## PROBLEM DETAILS
Whatever appears in the records, write it out again exactly.
[[ INPUT MATERIAL open ]]
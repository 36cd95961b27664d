use std::fmt;

/// One ramping instruction: move towards `target` VUs over `duration`.
#[derive(Debug, Clone, PartialEq, Eq)]
pub struct Stage {
    pub duration: String,
    pub target: u32,
}

impl Stage {
    pub fn new(duration: impl Into<String>, target: u32) -> Self {
        Self {
            duration: duration.into(),
            target,
        }
    }
}

impl fmt::Display for Stage {
    fn fmt(&self, f: &mut fmt::Formatter<'_>) -> fmt::Result {
        write!(f, "{}:{}", self.duration, self.target)
    }
}

/// How k6 should schedule virtual users for a run.
///
/// Durations are handed to k6 untouched; k6 owns their syntax ("30s", "1m30s", ...).
#[derive(Debug, Clone, PartialEq, Eq)]
pub enum LoadProfile {
    /// Constant VU count for a fixed duration.
    Fixed { duration: String, vus: u32 },
    /// Ramp up to `max_vus`, hold, then ramp down to zero.
    Ramping {
        ramp_up: String,
        sustain: String,
        ramp_down: String,
        max_vus: u32,
    },
    /// A fixed number of iterations split across the VU pool; k6 stops once
    /// they are used up, so there is no duration.
    SharedIterations { iterations: u64, vus: u32 },
}

impl LoadProfile {
    pub fn fixed(duration: impl Into<String>, vus: u32) -> Self {
        Self::Fixed {
            duration: duration.into(),
            vus,
        }
    }

    pub fn ramping(
        ramp_up: impl Into<String>,
        sustain: impl Into<String>,
        ramp_down: impl Into<String>,
        max_vus: u32,
    ) -> Self {
        Self::Ramping {
            ramp_up: ramp_up.into(),
            sustain: sustain.into(),
            ramp_down: ramp_down.into(),
            max_vus,
        }
    }

    pub fn shared_iterations(iterations: u64, vus: u32) -> Self {
        Self::SharedIterations { iterations, vus }
    }

    /// Used in diagnostics and in the "Error executing k6 ..." prefix.
    pub fn label(&self) -> &'static str {
        match self {
            Self::Fixed { .. } => "test",
            Self::Ramping { .. } => "ramping test",
            Self::SharedIterations { .. } => "shared iterations test",
        }
    }

    /// Ramp-up, sustain and ramp-down in that order. Empty for other modes.
    pub fn stages(&self) -> Vec<Stage> {
        match self {
            Self::Ramping {
                ramp_up,
                sustain,
                ramp_down,
                max_vus,
            } => vec![
                Stage::new(ramp_up.clone(), *max_vus),
                Stage::new(sustain.clone(), *max_vus),
                Stage::new(ramp_down.clone(), 0),
            ],
            _ => Vec::new(),
        }
    }

    /// k6 arguments up to, but not including, the script path.
    pub fn args(&self) -> Vec<String> {
        let mut args = vec!["run".to_string()];
        match self {
            Self::Fixed { duration, vus } => {
                args.extend(["-d".to_string(), duration.clone()]);
                args.extend(["-u".to_string(), vus.to_string()]);
            }
            Self::Ramping { .. } => {
                for stage in self.stages() {
                    args.extend(["--stage".to_string(), stage.to_string()]);
                }
            }
            Self::SharedIterations { iterations, vus } => {
                args.extend(["--iterations".to_string(), iterations.to_string()]);
                args.extend(["--vus".to_string(), vus.to_string()]);
            }
        }
        args
    }
}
[[ INPUT MATERIAL closed ]]
## RESULT OF THIS TASK
repository 36cd95961b27664d
use std::fmt;

/// One ramping instruction: move towards `target` VUs over `duration`.
#[derive(Debug, Clone, PartialEq, Eq)]
pub struct Stage {
    pub duration: String,
    pub target: u32,
}

impl Stage {
    pub fn new(duration: impl Into<String>, target: u32) -> Self {
        Self {
            duration: duration.into(),
            target,
        }
    }
}

impl fmt::Display for Stage {
    fn fmt(&self, f: &mut fmt::Formatter<'_>) -> fmt::Result {
        write!(f, "{}:{}", self.duration, self.target)
    }
}

/// How k6 should schedule virtual users for a run.
///
/// Durations are handed to k6 untouched; k6 owns their syntax ("30s", "1m30s", ...).
#[derive(Debug, Clone, PartialEq, Eq)]
pub enum LoadProfile {
    /// Constant VU count for a fixed duration.
    Fixed { duration: String, vus: u32 },
    /// Ramp up to `max_vus`, hold, then ramp down to zero.
    Ramping {
        ramp_up: String,
        sustain: String,
        ramp_down: String,
        max_vus: u32,
    },
    /// A fixed number of iterations split across the VU pool; k6 stops once
    /// they are used up, so there is no duration.
    SharedIterations { iterations: u64, vus: u32 },
}

impl LoadProfile {
    pub fn fixed(duration: impl Into<String>, vus: u32) -> Self {
        Self::Fixed {
            duration: duration.into(),
            vus,
        }
    }

    pub fn ramping(
        ramp_up: impl Into<String>,
        sustain: impl Into<String>,
        ramp_down: impl Into<String>,
        max_vus: u32,
    ) -> Self {
        Self::Ramping {
            ramp_up: ramp_up.into(),
            sustain: sustain.into(),
            ramp_down: ramp_down.into(),
            max_vus,
        }
    }

    pub fn shared_iterations(iterations: u64, vus: u32) -> Self {
        Self::SharedIterations { iterations, vus }
    }

    /// Used in diagnostics and in the "Error executing k6 ..." prefix.
    pub fn label(&self) -> &'static str {
        match self {
            Self::Fixed { .. } => "test",
            Self::Ramping { .. } => "ramping test",
            Self::SharedIterations { .. } => "shared iterations test",
        }
    }

    /// Ramp-up, sustain and ramp-down in that order. Empty for other modes.
    pub fn stages(&self) -> Vec<Stage> {
        match self {
            Self::Ramping {
                ramp_up,
                sustain,
                ramp_down,
                max_vus,
            } => vec![
                Stage::new(ramp_up.clone(), *max_vus),
                Stage::new(sustain.clone(), *max_vus),
                Stage::new(ramp_down.clone(), 0),
            ],
            _ => Vec::new(),
        }
    }

    /// k6 arguments up to, but not including, the script path.
    pub fn args(&self) -> Vec<String> {
        let mut args = vec!["run".to_string()];
        match self {
            Self::Fixed { duration, vus } => {
                args.extend(["-d".to_string(), duration.clone()]);
                args.extend(["-u".to_string(), vus.to_string()]);
            }
            Self::Ramping { .. } => {
                for stage in self.stages() {
                    args.extend(["--stage".to_string(), stage.to_string()]);
                }
            }
            Self::SharedIterations { iterations, vus } => {
                args.extend(["--iterations".to_string(), iterations.to_string()]);
                args.extend(["--vus".to_string(), vus.to_string()]);
            }
        }
        args
    }
}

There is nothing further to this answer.